São José dos Ausentes, julho de 2000. A imagem do copo com água congelada sobre a mesa ficou gravada na memória de Anápio Donizete Pereira. Era madrugada do dia 14 para o dia 15, e o frio rigoroso daquele sábado gelado fez com que o líquido deixado na cozinha se solidificasse, para surpresa de todos.
– Chegou a -9,8°C dentro de casa. Foi horrível. Nosso lago congelou. Foi uma das noites mais frias que enfrentei na minha vida – lembra o homem, hoje com 42 anos, representante da quinta geração de uma família de origem portuguesa que há 130 anos se instalou aos pés do Monte Negro, no ponto mais alto do Rio Grande do Sul.
Para ele, no entanto, morar em um dos lugares mais gelados do Estado, a aproximadamente 1,4 mil metros de altura em relação ao nível do mar, está longe de ser um sofrimento. A convivência com temperaturas tão baixas, principalmente nos meses de inverno, fez com que Anápio passasse a encarar o frio com outros olhos.
– A gente acaba curtindo. O topo da Serra é um paraíso e, com o frio, parece que o charme é diferente porque tu acabas ficando mais acomodado dentro de casa. Tu tomas um vinho, comes um pinhão, vais pra volta do fogão prosear, tomar um café com leite da fazenda. Se não está muito frio, tu não consegues reunir toda a família. O frio traz mais aconchego – reflete.
Localizada a 43 quilômetros do Centro, a Fazenda Monte Negro abriu as portas para o turismo rural em abril de 1999. Desde então, a propriedade atrai turistas em busca de sossego, de contato com a natureza e, principalmente, de frio. Mas, conforme Anápio, Ausentes não tem um frio qualquer:
– Este frio ausentino é um frio diferente. O frio aqui não entra na pele, entra no osso. Tem que ser morador nativo para aguentar o inverno todo. O turista vem, curte dois dias, vai embora. A gente não liga se vai amanhecer -8°C, -5°C. Não faz muita diferença.
Na Monte Negro, cada um é responsável por uma tarefa. Enquanto Anápio cuida de receber os visitantes, um de seus irmãos, Francisco de Assis Pereira, 40, coordena a lida com os animais. Um trabalho que precisa ser realizado diariamente, faça chuva ou sol, frio ou calor.

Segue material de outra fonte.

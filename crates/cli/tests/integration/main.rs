//! End-to-end tests driving the `kiln` binary.
//!
//! Commands run under `/bin/sh`, so the scenarios are Unix-only.

#[cfg(unix)]
mod build_tests;
#[cfg(unix)]
mod check_tests;
mod clean_tests;
mod common;
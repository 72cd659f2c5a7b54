//! Build completion markers.
//!
//! A finished build directory carries a marker holding the hash of its
//! contents. A directory without a marker, or whose contents no longer match,
//! is not a usable cache entry.

use std::fs;
use std::io;
use std::path::Path;

use serde::{Deserialize, Serialize};
use tracing::{debug, warn};

use crate::consts::BUILD_COMPLETE_MARKER;
use crate::util::hash::{ContentHash, DirHashError, hash_directory};

/// Excluded when hashing build outputs: the marker itself and the scratch dir.
const OUTPUT_HASH_EXCLUSIONS: &[&str] = &[BUILD_COMPLETE_MARKER, "tmp"];

const MARKER_VERSION: u32 = 1;

#[derive(Debug, Clone, PartialEq, Eq, Serialize, Deserialize)]
pub struct BuildMarker {
  pub version: u32,
  pub output_hash: ContentHash,
}

/// Hash `out_dir` and write its marker. Returns the output hash.
pub fn write_marker(out_dir: &Path) -> Result<ContentHash, MarkerError> {
  let output_hash = hash_directory(out_dir, OUTPUT_HASH_EXCLUSIONS)?;
  let marker = BuildMarker {
    version: MARKER_VERSION,
    output_hash: output_hash.clone(),
  };
  let content = serde_json::to_string(&marker).map_err(io::Error::other)?;
  crate::util::fs::write_atomic(&out_dir.join(BUILD_COMPLETE_MARKER), format!("{content}\n").as_bytes())?;
  Ok(output_hash)
}

pub fn read_marker(out_dir: &Path) -> Option<BuildMarker> {
  let content = fs::read_to_string(out_dir.join(BUILD_COMPLETE_MARKER)).ok()?;
  serde_json::from_str(&content).ok()
}

/// Whether `out_dir` holds a complete, unmodified build.
pub fn verify_marker(out_dir: &Path) -> bool {
  let Some(marker) = read_marker(out_dir) else {
    debug!(path = ?out_dir, "no build marker");
    return false;
  };
  if marker.version != MARKER_VERSION {
    return false;
  }

  match hash_directory(out_dir, OUTPUT_HASH_EXCLUSIONS) {
    Ok(current) if current == marker.output_hash => true,
    Ok(current) => {
      warn!(
        path = ?out_dir,
        expected = %marker.output_hash,
        actual = %current,
        "build output modified, will rebuild"
      );
      false
    }
    Err(e) => {
      warn!(path = ?out_dir, error = %e, "failed to hash build output, will rebuild");
      false
    }
  }
}

#[derive(Debug, thiserror::Error)]
pub enum MarkerError {
  #[error("failed to hash build output: {0}")]
  Hash(#[from] DirHashError),

  #[error("failed to write build marker: {0}")]
  Io(#[from] io::Error),
}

– O dia a dia da gente é acordar de manhã, fazer a ordenha, alimentar as vacas. No inverno, a temperatura é complicada. Tem que ter coragem mesmo. Já aconteceu de ter que descer para o estábulo para fazer a ordenha com -8°C. É um pouco dificultoso, mas a gente gosta. Frio é gostoso. O calor é bem pior do que o frio – garante Francisco.

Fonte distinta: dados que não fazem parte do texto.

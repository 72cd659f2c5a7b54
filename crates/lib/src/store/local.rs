use std::collections::BTreeMap;
use std::fs;
use std::path::{Path, PathBuf};

use tracing::{debug, warn};

use super::{ArtifactStore, MaterializedEnv, ResolvedClosure, ResolvedPackage, StoreError};
use crate::package::{PackageRef, PackageSource};

/// An artifact store backed by the local filesystem.
///
/// Registry packages are looked up by `name@version`, then by bare `name`
/// when the reference carries no version. With a host fallback configured,
/// registry packages not in the table are searched for as executables on the
/// given directories (usually the caller's `PATH`). Versions of host tools are
/// not verified.
#[derive(Debug, Clone, Default)]
pub struct LocalStore {
  registry: BTreeMap<String, PathBuf>,
  host_path: Option<Vec<PathBuf>>,
}

impl LocalStore {
  pub fn new() -> Self {
    Self::default()
  }

  /// Map an identifier (`name` or `name@version`) to a path.
  pub fn with_package(mut self, identifier: impl Into<String>, path: impl Into<PathBuf>) -> Self {
    self.registry.insert(identifier.into(), path.into());
    self
  }

  /// Search these directories for unregistered tools.
  pub fn with_host_fallback(mut self, dirs: Vec<PathBuf>) -> Self {
    self.host_path = Some(dirs);
    self
  }

  /// Search the current process's `PATH` for unregistered tools.
  pub fn with_host_path(self) -> Self {
    let dirs = std::env::var_os("PATH")
      .map(|p| std::env::split_paths(&p).collect())
      .unwrap_or_default();
    self.with_host_fallback(dirs)
  }

  fn lookup_host(&self, name: &str) -> Option<PathBuf> {
    let dirs = self.host_path.as_ref()?;
    dirs.iter().find_map(|dir| {
      executable_names(name)
        .into_iter()
        .map(|candidate| dir.join(candidate))
        .find(|p| p.is_file())
    })
  }
}

#[cfg(windows)]
fn executable_names(name: &str) -> Vec<String> {
  vec![format!("{name}.exe"), format!("{name}.cmd"), name.to_string()]
}

#[cfg(not(windows))]
fn executable_names(name: &str) -> Vec<String> {
  vec![name.to_string()]
}

fn not_found(package: &PackageRef, reason: impl Into<String>) -> StoreError {
  StoreError::NotFound {
    identifier: package.identifier(),
    reason: reason.into(),
  }
}

impl ArtifactStore for LocalStore {
  fn resolve(&self, package: &PackageRef) -> Result<ResolvedPackage, StoreError> {
    let local_path = match &package.source {
      PackageSource::Path { path } => {
        if !path.exists() {
          return Err(not_found(package, format!("{} does not exist", path.display())));
        }
        path.clone()
      }
      PackageSource::CheckOutput { project, check } => {
        return Err(StoreError::Unsupported {
          identifier: package.identifier(),
          reason: format!("'{project}.{check}' is a check and produces no output"),
        });
      }
      PackageSource::Registry => {
        if let Some(path) = self.registry.get(&package.identifier()) {
          path.clone()
        } else if package.version.is_none()
          && let Some(path) = self.registry.get(&package.name)
        {
          path.clone()
        } else if let Some(path) = self.lookup_host(&package.name) {
          if package.version.is_some() {
            warn!(
              package = %package.identifier(),
              path = %path.display(),
              "using host tool without version verification"
            );
          }
          path
        } else {
          return Err(not_found(package, "not in the tool registry"));
        }
      }
    };

    debug!(package = %package.identifier(), path = %local_path.display(), "resolved package");
    Ok(ResolvedPackage {
      package: package.clone(),
      local_path,
    })
  }

  fn realize(&self, closure: &ResolvedClosure, dest: &Path) -> Result<MaterializedEnv, StoreError> {
    let link_dir = dest.join("bin");
    let mut path_entries = Vec::new();
    let mut linked_files = false;

    for resolved in closure.packages.values() {
      let path = &resolved.local_path;
      if !path.exists() {
        return Err(not_found(
          &resolved.package,
          format!("{} disappeared after resolution", path.display()),
        ));
      }

      if path.is_file() {
        fs::create_dir_all(&link_dir).map_err(io_err(&link_dir))?;
        link_executable(path, &link_dir).map_err(io_err(path))?;
        linked_files = true;
      } else {
        let bin = path.join("bin");
        let entry = if bin.is_dir() { bin } else { path.clone() };
        if !path_entries.contains(&entry) {
          path_entries.push(entry);
        }
      }
    }

    if linked_files {
      path_entries.insert(0, link_dir);
    }

    Ok(MaterializedEnv {
      path_entries,
      variables: closure.variables.clone(),
    })
  }
}

fn io_err(path: &Path) -> impl FnOnce(std::io::Error) -> StoreError {
  let path = path.to_path_buf();
  move |source| StoreError::Io { path, source }
}

fn link_executable(file: &Path, link_dir: &Path) -> std::io::Result<()> {
  let Some(name) = file.file_name() else {
    return Err(std::io::Error::new(
      std::io::ErrorKind::InvalidInput,
      "executable path has no file name",
    ));
  };
  let file = std::path::absolute(file)?;
  let link = link_dir.join(name);
  if link.symlink_metadata().is_ok() {
    fs::remove_file(&link)?;
  }

  #[cfg(unix)]
  {
    std::os::unix::fs::symlink(file, &link)
  }

  #[cfg(not(unix))]
  {
    fs::copy(file, &link).map(|_| ())
  }
}

#[cfg(test)]
mod tests {
  use super::*;
  use tempfile::tempdir;

  fn closure_of(packages: Vec<ResolvedPackage>) -> ResolvedClosure {
    ResolvedClosure {
      packages: packages.into_iter().map(|p| (p.package.name.clone(), p)).collect(),
      variables: BTreeMap::from([("CI".to_string(), "1".to_string())]),
    }
  }

  #[test]
  fn registry_prefers_versioned_entry() {
    let store = LocalStore::new()
      .with_package("nodejs@18", "/opt/node18")
      .with_package("nodejs", "/opt/node");

    let resolved = store.resolve(&PackageRef::versioned("nodejs", "18")).unwrap();
    assert_eq!(resolved.local_path, PathBuf::from("/opt/node18"));

    let resolved = store.resolve(&PackageRef::registry("nodejs")).unwrap();
    assert_eq!(resolved.local_path, PathBuf::from("/opt/node"));
  }

  #[test]
  fn versioned_ref_does_not_match_bare_entry() {
    let store = LocalStore::new().with_package("nodejs", "/opt/node");
    let err = store.resolve(&PackageRef::versioned("nodejs", "20")).unwrap_err();
    assert!(matches!(err, StoreError::NotFound { ref identifier, .. } if identifier == "nodejs@20"));
  }

  #[test]
  fn path_source_must_exist() {
    let temp = tempdir().unwrap();
    let store = LocalStore::new();

    assert!(store.resolve(&PackageRef::path("tool", temp.path())).is_ok());
    assert!(matches!(
      store.resolve(&PackageRef::path("tool", temp.path().join("missing"))),
      Err(StoreError::NotFound { .. })
    ));
  }

  #[test]
  fn check_output_is_unsupported() {
    let package = PackageRef::new(
      "lint",
      None,
      PackageSource::CheckOutput {
        project: "frontend".to_string(),
        check: "lint".to_string(),
      },
    );
    assert!(matches!(
      LocalStore::new().resolve(&package),
      Err(StoreError::Unsupported { .. })
    ));
  }

  #[test]
  fn host_fallback_finds_executables() {
    let temp = tempdir().unwrap();
    let name = executable_names("mytool").remove(0);
    fs::write(temp.path().join(&name), "").unwrap();

    let store = LocalStore::new().with_host_fallback(vec![temp.path().to_path_buf()]);
    let resolved = store.resolve(&PackageRef::registry("mytool")).unwrap();
    assert_eq!(resolved.local_path, temp.path().join(name));

    assert!(LocalStore::new().resolve(&PackageRef::registry("mytool")).is_err());
  }

  #[test]
  fn realize_puts_prefix_bin_on_path() {
    let prefix = tempdir().unwrap();
    fs::create_dir(prefix.path().join("bin")).unwrap();
    let dest = tempdir().unwrap();

    let store = LocalStore::new().with_package("go", prefix.path());
    let go = store.resolve(&PackageRef::registry("go")).unwrap();
    let env = store.realize(&closure_of(vec![go]), dest.path()).unwrap();

    assert_eq!(env.path_entries, vec![prefix.path().join("bin")]);
    assert_eq!(env.variables["CI"], "1");
    assert!(env.is_intact());
  }

  #[test]
  fn realize_links_single_files_into_dest() {
    let tools = tempdir().unwrap();
    let deno = tools.path().join("deno");
    fs::write(&deno, "#!/bin/sh").unwrap();
    let dest = tempdir().unwrap();

    let store = LocalStore::new();
    let resolved = store.resolve(&PackageRef::path("deno", &deno)).unwrap();
    let env = store.realize(&closure_of(vec![resolved]), dest.path()).unwrap();

    assert_eq!(env.path_entries, vec![dest.path().join("bin")]);
    assert!(dest.path().join("bin/deno").exists());
  }

  #[test]
  fn realize_fails_when_resolved_path_vanished() {
    let tools = tempdir().unwrap();
    let store = LocalStore::new();
    let resolved = store.resolve(&PackageRef::path("gone", tools.path())).unwrap();
    let path = tools.path().to_path_buf();
    drop(tools);

    let dest = tempdir().unwrap();
    let err = store.realize(&closure_of(vec![resolved]), dest.path()).unwrap_err();
    assert!(matches!(err, StoreError::NotFound { .. }), "{path:?}: {err}");
  }
}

Nessas horas, o calor dos animais e o camargo, como é conhecido o café com leite recém tirado, ajudam a aquecer o ambiente e o corpo.
Rodeada pela família, dona Maria faz um apanhado da história que construiu ao lado do marido, Domingos Pereira, morto em janeiro e carinhosamente apelidado de O Guardião do Monte Negro e O Senhor das Alturas. Atualmente, é praticamente impossível imaginar a vida dos Pereira e sua rotina campeira sem o frio.

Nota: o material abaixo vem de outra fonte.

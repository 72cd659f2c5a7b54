use predicates::prelude::*;

use super::common::TestEnv;

#[test]
fn clean_with_empty_store_succeeds() {
  let env = TestEnv::new("{}");

  env
    .kiln_cmd()
    .arg("clean")
    .assert()
    .success()
    .stdout(predicate::str::contains("Store cleaned"));
}

#[test]
fn clean_json_output_is_valid() {
  let env = TestEnv::new("{}");

  env
    .kiln_cmd()
    .args(["-o", "json", "clean"])
    .assert()
    .success()
    .stdout(predicate::str::contains("records"))
    .stdout(predicate::str::contains("builds"));
}

#[cfg(unix)]
#[test]
fn clean_forces_rerun() {
  let env = TestEnv::new(r#"{ "projects": { "app": { "src": "app", "checks": [{ "name": "t", "command": "exit 0" }] } } }"#);
  env.write_file("app/file.txt", "x");

  env.json_report(&["check"]);
  let output = env.kiln_cmd().args(["-o", "json", "clean"]).output().unwrap();
  let stats: serde_json::Value = serde_json::from_slice(&output.stdout).unwrap();
  assert_eq!(stats["records"], 2);
  assert_eq!(stats["logs"], 1);

  let (code, report) = env.json_report(&["check"]);
  assert_eq!(code, 0);
  assert_eq!(report["counts"]["passed"], 1);
}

– É difícil o ano que não neva. É um orgulho e uma graça, porque é um lugar muito tranquilo. E frio. Aqui é frio demais, mas, na medida do possível, a gente aquece com a lareira, o fogão a lenha. E calor humano também. Da família, dos hóspedes – afirma Maria.
Aos poucos, os mais jovens vão aprendendo o ofício passado de geração em geração. O sobrinho Pablo Domingos Vieira, 18, filho de Antônia Aparecida Pereira Vieira, 45, única filha mulher de Maria e Domingos, ajuda o tio Alexandre nas tarefas.
Embora admita que o frio o incomode, não pretende abandonar a vida no interior para morar em outro lugar.
– A gente gosta também da lida na fazenda, então isso influencia a ficar aqui. Às vezes penso em estudar, fazer uma faculdade, mas penso também que tem que dar sequência na fazenda, seguir a geração, porque, se eu sair daqui, vai que meus primos saiam também? A fazenda vai acabar, e isso não pode morrer – explica.
É um novo ciclo que se inicia e, com ele, a certeza de que o legado de Domingos e seus antepassados permanecerá vivo por muitos anos.
Com aproximadamente 4 mil habitantes e 15 estabelecimentos, entre hotéis e pousadas nas áreas urbana e rural, num total de cerca de 550 leitos, São José dos Ausentes tem atraído cada vez mais visitantes que procuram a cidade por causa da fama de um dos lugares mais frios do Rio Grande do Sul.
O ponto mais alto do Monte Negro (o pico) fica a 1.403 metros de altitude em relação ao nível do mar.
O Monte Negro em si tem 80 metros de altura em relação ao campo.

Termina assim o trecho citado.